By law, the Los Angeles Unified School District requires students to receive a DTap or Tdap shot to prevent themselves from getting the virus.

However, some students did not receive the shot therefore they had to be quarantined from school when it was announced that there was a whooping cough outbreak in the school. They were secluded from everyone in the campus as a safety measure to ensure they do not get the virus.

“The symptoms are pretty nonspecific, and so doctors don’t always suspect it. Pertussis is high on the list if that whoop is present. The ‘whoop’ sounds like a sharp gasping intake of breath after all the air has been coughed out of your lungs. If it’s not, it’s likely to go unrecognized because there aren’t really other signs and symptoms that are as characteristic,” according to an online interview with CDC Infectious Disease expert Tom Clark.

The DTap vaccine is required when students are younger than seven years old.
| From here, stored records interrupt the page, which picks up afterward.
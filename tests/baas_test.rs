//! BaaS backend integration tests
//!
//! The managed backend has no server-side merge logic, so the client does
//! the metadata merging itself: fetch the profile row, shallow-merge, patch.
//! These tests pin that behavior and the auto-approved teacher application
//! over the wire.

mod common;

use pretty_assertions::assert_eq;
use serde_json::{json, Map, Value};
use wiremock::matchers::{body_partial_json, header, method, path, query_param};
use wiremock::{Mock, ResponseTemplate};

use common::{baas_gateway_for, healthy_baas, profile_json};
use skillversity_client::types::TeacherApplication;
use skillversity_client::Role;

#[tokio::test]
async fn test_update_metadata_merges_prior_keys() {
    let server = healthy_baas().await;
    Mock::given(method("GET"))
        .and(path("/rest/v1/profiles"))
        .and(query_param("id", "eq.u1"))
        .respond_with(
            ResponseTemplate::new(200)
                .set_body_json(json!([profile_json("u1", "student", json!({"locale": "en"}))])),
        )
        .mount(&server)
        .await;
    // The patch must carry the merged map, not just the changes.
    Mock::given(method("PATCH"))
        .and(path("/rest/v1/profiles"))
        .and(query_param("id", "eq.u1"))
        .and(header("Prefer", "return=representation"))
        .and(header("apikey", "anon-test-key"))
        .and(body_partial_json(json!({
            "metadata": { "locale": "en", "theme": "dark" }
        })))
        .respond_with(ResponseTemplate::new(200).set_body_json(json!([profile_json(
            "u1",
            "student",
            json!({"locale": "en", "theme": "dark"})
        )])))
        .expect(1)
        .mount(&server)
        .await;
    let (gateway, _session) = baas_gateway_for(&server);

    let mut changes = Map::new();
    changes.insert("theme".to_string(), Value::String("dark".to_string()));
    let principal = gateway.update_metadata("u1", &changes).await.unwrap();

    assert_eq!(principal.metadata.get("theme"), Some(&json!("dark")));
    assert_eq!(principal.metadata.get("locale"), Some(&json!("en")));
}

#[tokio::test]
async fn test_update_metadata_overwrites_changed_keys() {
    let server = healthy_baas().await;
    Mock::given(method("GET"))
        .and(path("/rest/v1/profiles"))
        .respond_with(ResponseTemplate::new(200).set_body_json(json!([profile_json(
            "u1",
            "student",
            json!({"theme": "light", "locale": "en"})
        )])))
        .mount(&server)
        .await;
    Mock::given(method("PATCH"))
        .and(path("/rest/v1/profiles"))
        .and(body_partial_json(json!({
            "metadata": { "theme": "dark", "locale": "en" }
        })))
        .respond_with(ResponseTemplate::new(200).set_body_json(json!([profile_json(
            "u1",
            "student",
            json!({"theme": "dark", "locale": "en"})
        )])))
        .expect(1)
        .mount(&server)
        .await;
    let (gateway, _session) = baas_gateway_for(&server);

    let mut changes = Map::new();
    changes.insert("theme".to_string(), Value::String("dark".to_string()));
    let principal = gateway.update_metadata("u1", &changes).await.unwrap();

    assert_eq!(principal.metadata.get("theme"), Some(&json!("dark")));
}

#[tokio::test]
async fn test_apply_teacher_writes_role_and_keeps_metadata() {
    let server = healthy_baas().await;
    Mock::given(method("GET"))
        .and(path("/rest/v1/profiles"))
        .and(query_param("id", "eq.u1"))
        .respond_with(
            ResponseTemplate::new(200)
                .set_body_json(json!([profile_json("u1", "student", json!({"locale": "en"}))])),
        )
        .mount(&server)
        .await;
    // Auto-approval: the role flips in the same patch that records the
    // application, and prior metadata keys survive the merge.
    Mock::given(method("PATCH"))
        .and(path("/rest/v1/profiles"))
        .and(query_param("id", "eq.u1"))
        .and(body_partial_json(json!({
            "role": "teacher",
            "metadata": {
                "locale": "en",
                "teacherApplication": {
                    "qualification": "MSc Computer Science",
                    "status": "pending"
                }
            }
        })))
        .respond_with(ResponseTemplate::new(200).set_body_json(json!([profile_json(
            "u1",
            "teacher",
            json!({
                "locale": "en",
                "teacherApplication": { "status": "pending" }
            })
        )])))
        .expect(1)
        .mount(&server)
        .await;
    let (gateway, _session) = baas_gateway_for(&server);

    let application = TeacherApplication {
        qualification: "MSc Computer Science".to_string(),
        experience: "8 years".to_string(),
        specialization: "Distributed systems".to_string(),
        status: "pending".to_string(),
        submitted_at: None,
    };
    let principal = gateway.apply_teacher("u1", &application).await.unwrap();

    assert_eq!(principal.role, Role::Teacher);
    assert_eq!(principal.metadata.get("locale"), Some(&json!("en")));
    assert!(principal.metadata.contains_key("teacherApplication"));
}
The children need five doses of DTap, which lasts six to seven years before students get Tdap. The Tdap booster shot is needed for pre-teens, teenagers and adults who are older than seven years old. One dose of Tdap is needed to be protected from whooping cough.

“The vaccine usually protects against pertussis, but sometimes even vaccinated children can get a milder illness,” according to the area medical director Ellse Pomerance.

Antibiotics also prevent the spread of pertussis. Students who catch the whooping cough need to be excluded from school for at least five days, while taking the appropriate antibiotics. Or if the student chooses not to take antibiotics, they need to stay home for 21 days.

“If the student is sick with the whooping cough, they can’t go to school for at least five days while taking the recommended antibiotics until they feel well to go back to school,” school nurse Estela Carlos said.